Версия 08:17, 14 февраля 2010

Computing experiment report

Visual analysis

Model data

At first we have to test our interpretation of LARS to be sure about its correct work. LARS has to work better with well-conditioned matrix, as many linear algorithms, such as LASSO. For ill-conditioned matrix values of regression coefficients \beta appear to increase and decrease during each step of algorithm. We generate model data by the below code.

n = 100;
m = 20;
X = e*ones(n,m)+(1-e)*[diag(ones(m,1));zeros(n-m,m)];
beta = (rand(m,1)-0.5);
Y = X*beta;
X = X + (rand(n,m) - 0.5)/10;


For different values of e we get ill- and well-conditioned matrices. We use e=0.1k, k=\overline{1,10}. If e is small matrix'll be well-conditioned with close to orthogonal correlation vectors, if e is close to 1, we get matrix from just ones with little noise. This matrix is ill-conditioned. Directions of correlation vectors are near to same.
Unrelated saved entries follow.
//! Document access: pdfplumber for page analysis, PDFium for rasterizing

use crate::error::{Error, Result};
use base64::Engine;
use image::DynamicImage;
use pdfium_render::prelude::*;
use pdfplumber::{Pdf, PdfError, PdfErrorKind, Table, TableSettings, TextOptions};
use std::cell::OnceCell;
use std::path::Path;

/// Page-level operations the extractor needs from a document.
///
/// Page numbers are 1-based.
pub trait PageSource {
    /// Number of pages in the document
    fn page_count(&self) -> u32;

    /// Structural table detection; never calls out to a model
    fn detect_tables(&self, page_number: u32) -> Result<Vec<Table>>;

    /// Rasterize the full page at the given resolution (DPI)
    fn render_page(&self, page_number: u32, resolution: u32) -> Result<DynamicImage>;

    /// Page text in reading order, trimmed; empty when the page has no text
    fn page_text(&self, page_number: u32) -> Result<String>;
}

/// Get PDFium instance (creates new instance each time - PDFium is not thread-safe)
pub fn create_pdfium() -> Result<Pdfium> {
    // Try to bind to system library or use static linking
    let bindings = Pdfium::bind_to_library(Pdfium::pdfium_platform_library_name_at_path("./"))
        .or_else(|_| {
            Pdfium::bind_to_library(Pdfium::pdfium_platform_library_name_at_path(
                "/opt/pdfium/lib",
            ))
        })
        .or_else(|_| Pdfium::bind_to_system_library())
        .map_err(|e| Error::Pdfium {
            reason: format!("Failed to initialize PDFium: {}", e),
        })?;

    Ok(Pdfium::new(bindings))
}

/// Read a file and check it carries a PDF header
pub fn read_pdf_bytes(path: &Path) -> Result<Vec<u8>> {
    let data = std::fs::read(path).map_err(|e| Error::DocumentOpen {
        reason: format!("{}: {}", path.display(), e),
    })?;
    check_pdf_header(&data)?;
    Ok(data)
}

fn check_pdf_header(data: &[u8]) -> Result<()> {
    if data.len() < 4 || &data[0..4] != b"%PDF" {
        return Err(Error::DocumentOpen {
            reason: "Not a valid PDF file".to_string(),
        });
    }
    Ok(())
}

/// Every open failure is a `DocumentOpen`; encryption gets a fixed message
fn open_error(e: PdfError) -> Error {
    match e.kind() {
        PdfErrorKind::PasswordRequired | PdfErrorKind::InvalidPassword => Error::DocumentOpen {
            reason: "PDF is password protected".to_string(),
        },
        _ => Error::DocumentOpen {
            reason: e.to_string(),
        },
    }
}

fn load_pdfium_document<'p>(pdfium: &'p Pdfium, data: &'p [u8]) -> Result<PdfDocument<'p>> {
    pdfium
        .load_pdf_from_byte_slice(data, None)
        .map_err(|e| match e {
            PdfiumError::PdfiumLibraryInternalError(PdfiumInternalError::PasswordError) => {
                Error::DocumentOpen {
                    reason: "PDF is password protected".to_string(),
                }
            }
            _ => Error::DocumentOpen {
                reason: format!("{}", e),
            },
        })
}

/// An open document.
///
/// Tables and text come from pdfplumber, which interprets the content
/// stream with the full graphics state. PDFium is bound on the first render
/// only, so text-only documents never need the native library.
pub struct Document<'a> {
    data: &'a [u8],
    pdf: Pdf,
    table_settings: TableSettings,
    pdfium: OnceCell<Pdfium>,
}

impl<'a> Document<'a> {
    /// Parse PDF bytes; any parse failure (including encryption) is a `DocumentOpen`
    pub fn load(data: &'a [u8], table_settings: TableSettings) -> Result<Self> {
        check_pdf_header(data)?;
        let pdf = Pdf::open(data, None).map_err(open_error)?;

        Ok(Self {
            data,
            pdf,
            table_settings,
            pdfium: OnceCell::new(),
        })
    }

    fn page(&self, page_number: u32) -> Result<pdfplumber::Page> {
        let total = self.page_count();
        if page_number < 1 || page_number > total {
            return Err(Error::PageOutOfBounds {
                page: page_number,
                total,
            });
        }

        self.pdf
            .page((page_number - 1) as usize)
            .map_err(|e| Error::DocumentOpen {
                reason: format!("Failed to load page {}: {}", page_number, e),
            })
    }

    fn pdfium(&self) -> Result<&Pdfium> {
        if let Some(pdfium) = self.pdfium.get() {
            return Ok(pdfium);
        }
        let pdfium = create_pdfium()?;
        Ok(self.pdfium.get_or_init(|| pdfium))
    }

    fn render_with(&self, page_number: u32, config: PdfRenderConfig) -> Result<DynamicImage> {
        let total = self.page_count();
        if page_number < 1 || page_number > total {
            return Err(Error::PageOutOfBounds {
                page: page_number,
                total,
            });
        }

        let document = load_pdfium_document(self.pdfium()?, self.data)?;
        let page = document
            .pages()
            .get((page_number - 1) as u16)
            .map_err(|e| Error::Pdfium {
                reason: format!("Failed to get page {}: {}", page_number, e),
            })?;

        let config = config.render_form_data(true).render_annotations(true);
        let bitmap = page
            .render_with_config(&config)
            .map_err(|e| Error::Pdfium {
                reason: format!("Failed to render page {}: {}", page_number, e),
            })?;

        Ok(bitmap.as_image())
    }

    /// Render a page scaled to the given pixel width, for previews
    pub fn render_page_to_width(&self, page_number: u32, width: u16) -> Result<DynamicImage> {
        let config = PdfRenderConfig::new().set_target_width(width as i32);
        self.render_with(page_number, config)
    }
}

impl PageSource for Document<'_> {
    fn page_count(&self) -> u32 {
        self.pdf.page_count() as u32
    }

    fn detect_tables(&self, page_number: u32) -> Result<Vec<Table>> {
        Ok(self.page(page_number)?.find_tables(&self.table_settings))
    }

    fn render_page(&self, page_number: u32, resolution: u32) -> Result<DynamicImage> {
        let config = PdfRenderConfig::new().scale_page_by_factor(resolution as f32 / 72.0);
        self.render_with(page_number, config)
    }

    fn page_text(&self, page_number: u32) -> Result<String> {
        let text = self
            .page(page_number)?
            .extract_text(&TextOptions::default());
        Ok(text.trim().to_string())
    }
}

/// Rendered page preview
#[derive(Debug, Clone)]
pub struct RenderedPage {
    /// Page number (1-indexed)
    pub page: u32,
    /// Image width in pixels
    pub width: u32,
    /// Image height in pixels
    pub height: u32,
    /// Base64-encoded PNG image data
    pub data_base64: String,
    /// MIME type (always "image/png")
    pub mime_type: String,
}

/// Render one page of in-memory PDF bytes as a base64 PNG preview
pub fn render_page_preview(data: &[u8], page_number: u32, width: u16) -> Result<RenderedPage> {
    let document = Document::load(data, TableSettings::default())?;
    let image = document.render_page_to_width(page_number, width)?;

    let mut png_bytes = Vec::new();
    image
        .write_to(
            &mut std::io::Cursor::new(&mut png_bytes),
            image::ImageFormat::Png,
        )
        .map_err(|e| Error::Pdfium {
            reason: format!("Failed to encode page {} as PNG: {}", page_number, e),
        })?;

    Ok(RenderedPage {
        page: page_number,
        width: image.width(),
        height: image.height(),
        data_base64: base64::engine::general_purpose::STANDARD.encode(&png_bytes),
        mime_type: "image/png".to_string(),
    })
}

#[cfg(test)]
mod tests {
    use super::*;
    use std::io::Write;

    #[test]
    fn test_invalid_pdf_header() {
        assert!(matches!(
            check_pdf_header(b"not a pdf"),
            Err(Error::DocumentOpen { .. })
        ));
        assert!(matches!(check_pdf_header(b"%P"), Err(Error::DocumentOpen { .. })));
        assert!(check_pdf_header(b"%PDF-1.7\n").is_ok());
    }

    #[test]
    fn test_read_missing_file() {
        let result = read_pdf_bytes(Path::new("/nonexistent/path/file.pdf"));
        assert!(matches!(result, Err(Error::DocumentOpen { .. })));
    }

    #[test]
    fn test_read_corrupted_file() {
        let mut file = tempfile::Builder::new().suffix(".pdf").tempfile().unwrap();
        file.write_all(b"PK\x03\x04 this is a zip").unwrap();

        let result = read_pdf_bytes(file.path());
        assert!(matches!(result, Err(Error::DocumentOpen { .. })));
    }

    #[test]
    fn test_truncated_pdf_fails_to_load() {
        let result = Document::load(b"%PDF-1.7\n1 0 obj\n<< /Type /Catalog", TableSettings::default());
        assert!(matches!(result, Err(Error::DocumentOpen { .. })));
    }

    #[test]
    fn test_password_errors_map_to_fixed_message() {
        for e in [PdfError::password_required(), PdfError::invalid_password()] {
            match open_error(e) {
                Error::DocumentOpen { reason } => assert_eq!(reason, "PDF is password protected"),
                other => panic!("unexpected error: {other:?}"),
            }
        }
    }

    #[test]
    fn test_parse_errors_are_document_open() {
        assert!(matches!(
            open_error(PdfError::parse("bad xref")),
            Error::DocumentOpen { .. }
        ));
    }

    #[test]
    fn test_preview_rejects_non_pdf_before_binding_pdfium() {
        let result = render_page_preview(b"garbage", 1, 800);
        assert!(matches!(result, Err(Error::DocumentOpen { .. })));
    }
}
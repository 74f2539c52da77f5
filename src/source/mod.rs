//! Source resolution and caching

pub mod cache;
pub mod resolver;

pub use cache::{CacheManager, CachedDocument};
pub use resolver::{materialize_upload, resolve_base64, resolve_cache, resolve_path, ResolvedPdf};
#[cfg(test)]
mod tests {
    use super::*;
    use crate::extractor::{ExtractionResult, PageExtraction};
    use pretty_assertions::assert_eq;
    use serde_json::json;
    use std::time::Duration;

    fn test_server() -> DeepPdfServer {
        DeepPdfServer::with_config(ServerConfig {
            extractor: ExtractorConfig::default().with_api_key("sk-test"),
            ..ServerConfig::default()
        })
    }

    fn sample_report() -> ExtractionReport {
        let result: ExtractionResult = serde_json::from_value(json!([
            {"page_number": 1, "extraction_type": "table", "content": "{\"rows\": [[\"a\", \"1\"]]}"},
            {"page_number": 2, "extraction_type": "text", "content": "Summary"}
        ]))
        .unwrap();
        ExtractionReport::new(result, Duration::from_millis(1500))
    }

    #[test]
    fn test_source_name() {
        assert_eq!(
            DeepPdfServer::source_name(&PdfSource::Path {
                path: "/test.pdf".to_string()
            }),
            "/test.pdf"
        );
        assert_eq!(
            DeepPdfServer::source_name(&PdfSource::Base64 {
                base64: "...".to_string()
            }),
            "<base64>"
        );
        assert_eq!(
            DeepPdfServer::source_name(&PdfSource::CacheRef {
                cache_key: "abc123".to_string()
            }),
            "<cache:abc123>"
        );
    }

    #[test]
    fn test_pdf_source_deserialization() {
        let source: PdfSource = serde_json::from_str(r#"{"path": "/test.pdf"}"#).unwrap();
        assert!(matches!(source, PdfSource::Path { .. }));

        let source: PdfSource = serde_json::from_str(r#"{"base64": "JVBERi0xLjQ="}"#).unwrap();
        assert!(matches!(source, PdfSource::Base64 { .. }));

        let source: PdfSource = serde_json::from_str(r#"{"cache_key": "abc123"}"#).unwrap();
        assert!(matches!(source, PdfSource::CacheRef { .. }));
    }

    #[test]
    fn test_pdf_source_deserialization_errors() {
        let err = serde_json::from_str::<PdfSource>(r#"{"url": "https://x/y.pdf"}"#).unwrap_err();
        assert!(err.to_string().contains("got keys"));

        let err = serde_json::from_str::<PdfSource>(r#"{"path": 42}"#).unwrap_err();
        assert!(err.to_string().contains("\"path\" must be a string"));

        let err = serde_json::from_str::<PdfSource>(r#""/test.pdf""#).unwrap_err();
        assert!(err.to_string().contains("a string"));
    }

    #[test]
    fn test_params_defaults() {
        let params: ExtractTablesParams =
            serde_json::from_str(r#"{"source": {"path": "/test.pdf"}}"#).unwrap();
        assert!(!params.cache);
        assert!(params.output_path.is_none());

        let params: RenderPagePreviewParams =
            serde_json::from_str(r#"{"cache_key": "k", "page": 2}"#).unwrap();
        assert_eq!(params.width, 1200);
    }

    #[tokio::test]
    async fn test_extract_tables_rejects_unsupported_extension() {
        let dir = tempfile::tempdir().unwrap();
        let path = dir.path().join("notes.docx");
        std::fs::write(&path, b"PK\x03\x04").unwrap();

        let params = ExtractTablesParams {
            source: PdfSource::Path {
                path: path.to_string_lossy().to_string(),
            },
            output_path: None,
            cache: false,
        };
        let result = test_server().process_extract_tables(&params).await;

        assert!(result.report.is_none());
        assert_eq!(
            result.error.as_deref(),
            Some("Unsupported file type (expected .pdf)")
        );
    }

    #[tokio::test]
    async fn test_extract_tables_corrupted_upload() {
        // "not a pdf"
        let params = ExtractTablesParams {
            source: PdfSource::Base64 {
                base64: "bm90IGEgcGRm".to_string(),
            },
            output_path: None,
            cache: false,
        };
        let result = test_server().process_extract_tables(&params).await;

        assert_eq!(result.source, "<base64>");
        assert_eq!(result.error.as_deref(), Some("Could not open PDF file"));
    }

    fn truncated_upload() -> ExtractTablesParams {
        // "%PDF-1.7\n1 0 obj\n<< /Type /Catalog"
        ExtractTablesParams {
            source: PdfSource::Base64 {
                base64: "JVBERi0xLjcKMSAwIG9iago8PCAvVHlwZSAvQ2F0YWxvZw==".to_string(),
            },
            output_path: None,
            cache: true,
        }
    }

    #[tokio::test]
    async fn test_extract_tables_caches_before_extraction() {
        let server = test_server();
        let result = server.process_extract_tables(&truncated_upload()).await;

        assert_eq!(result.error.as_deref(), Some("Could not open PDF file"));
        let key = result.cache_key.unwrap();
        assert!(server.cache.contains(&key));
    }

    #[tokio::test]
    async fn test_extract_tables_no_cache_key_when_over_budget() {
        let server = DeepPdfServer::with_config(ServerConfig {
            extractor: ExtractorConfig::default().with_api_key("sk-test"),
            cache_max_bytes: 8,
            ..ServerConfig::default()
        });
        let result = server.process_extract_tables(&truncated_upload()).await;

        assert!(result.cache_key.is_none());
        assert!(server.cache.is_empty());
        assert_eq!(result.error.as_deref(), Some("Could not open PDF file"));
    }

    #[tokio::test]
    async fn test_extract_tables_unknown_cache_key() {
        let params = ExtractTablesParams {
            source: PdfSource::CacheRef {
                cache_key: "missing".to_string(),
            },
            output_path: None,
            cache: true,
        };
        let result = test_server().process_extract_tables(&params).await;

        assert!(result.cache_key.is_none());
        assert_eq!(result.error.as_deref(), Some("Cache key not found"));
    }

    #[tokio::test]
    async fn test_extract_tables_path_outside_resource_dirs() {
        let allowed = tempfile::tempdir().unwrap();
        let other = tempfile::tempdir().unwrap();
        let path = other.path().join("report.pdf");
        std::fs::write(&path, b"%PDF-1.7").unwrap();

        let server = DeepPdfServer::with_config(ServerConfig {
            resource_dirs: vec![allowed.path().to_string_lossy().to_string()],
            ..ServerConfig::default()
        });
        let params = ExtractTablesParams {
            source: PdfSource::Path {
                path: path.to_string_lossy().to_string(),
            },
            output_path: None,
            cache: false,
        };
        let result = server.process_extract_tables(&params).await;

        assert_eq!(result.error.as_deref(), Some("Access denied"));
    }

    #[test]
    fn test_get_extraction_page() {
        let server = test_server();
        server.cache.put(
            "k1".to_string(),
            CachedDocument::new(b"%PDF-1.7".to_vec(), Some(sample_report())),
        );

        let result = server
            .process_get_extraction_page(&GetExtractionPageParams {
                cache_key: "k1".to_string(),
                page: 2,
            })
            .unwrap();

        assert_eq!(result.total_pages, 2);
        let record = result.record.unwrap();
        assert_eq!(record.page_number, 2);
        assert_eq!(record.extraction, PageExtraction::Text("Summary".to_string()));
    }

    #[test]
    fn test_get_extraction_page_errors() {
        let server = test_server();
        server.cache.put(
            "with_report".to_string(),
            CachedDocument::new(b"%PDF-1.7".to_vec(), Some(sample_report())),
        );
        server.cache.put(
            "pending".to_string(),
            CachedDocument::new(b"%PDF-1.7".to_vec(), None),
        );

        let lookup = |key: &str, page: u32| {
            server.process_get_extraction_page(&GetExtractionPageParams {
                cache_key: key.to_string(),
                page,
            })
        };

        assert!(matches!(
            lookup("with_report", 0),
            Err(Error::PageOutOfBounds { page: 0, total: 2 })
        ));
        assert!(matches!(
            lookup("with_report", 3),
            Err(Error::PageOutOfBounds { page: 3, total: 2 })
        ));
        assert!(matches!(
            lookup("pending", 1),
            Err(Error::NoCachedReport { .. })
        ));
        assert!(matches!(
            lookup("missing", 1),
            Err(Error::CacheKeyNotFound { .. })
        ));
    }

    #[tokio::test]
    async fn test_render_page_preview_rejects_non_pdf() {
        let server = test_server();
        server.cache.put(
            "junk".to_string(),
            CachedDocument::new(b"not a pdf".to_vec(), None),
        );

        let result = server
            .process_render_page_preview(&RenderPagePreviewParams {
                cache_key: "junk".to_string(),
                page: 1,
                width: 800,
            })
            .await;
        assert!(matches!(result, Err(Error::DocumentOpen { .. })));
    }

    #[test]
    fn test_write_output_outside_resource_dirs() {
        let allowed = tempfile::tempdir().unwrap();
        let other = tempfile::tempdir().unwrap();
        let server = DeepPdfServer::with_config(ServerConfig {
            resource_dirs: vec![allowed.path().to_string_lossy().to_string()],
            ..ServerConfig::default()
        });

        let inside = allowed.path().join("report.json");
        let written = server
            .write_output(&inside.to_string_lossy(), b"{}")
            .unwrap();
        assert_eq!(written, inside.to_string_lossy());
        assert_eq!(std::fs::read(&inside).unwrap(), b"{}");

        let outside = other.path().join("report.json");
        assert!(matches!(
            server.write_output(&outside.to_string_lossy(), b"{}"),
            Err(Error::PathAccessDenied { .. })
        ));
        assert!(!outside.exists());
    }

    #[test]
    fn test_extract_tables_result_omits_empty_fields() {
        let result = ExtractTablesResult {
            source: "<base64>".to_string(),
            cache_key: None,
            output_path: None,
            report: None,
            error: Some("Could not open PDF file".to_string()),
        };
        assert_eq!(
            serde_json::to_value(&result).unwrap(),
            json!({"source": "<base64>", "error": "Could not open PDF file"})
        );
    }
}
So, our LARS realization works normal according to this property.

Data description

As real data we use set from our problem. It consists from variables matrix xRegression and responses vector yRegression. We will designate them as X and Y. Size of X is n\times m, where n is number of objects (time series from days) and m is number of variables for each object. Size of Y is column n\times 1.

First column for both X and Y is time series. For Y second column is responses for each object from X. They are normalized by year mean. Number of variables in X is 26. They are described in below table.

# Description


1 time series
2-6 day of week
7-18 month
19 mean temperature
20 HDD
21 CDD
22 high tepmeratue
23 low temperature
24 relative humidity
25 precipitation
26 wind speed



Experiments with simple LARS

We do a number of computational experiments with real data. For each experiment we calculate MAPE value.

In first case we use simple LARS algorithm without any additional improvements for matrix X and column Y.

model = [1,1,0,0,0,0,0,0,0]; % model parameters

Mean MAPE for all months equals 16.64%.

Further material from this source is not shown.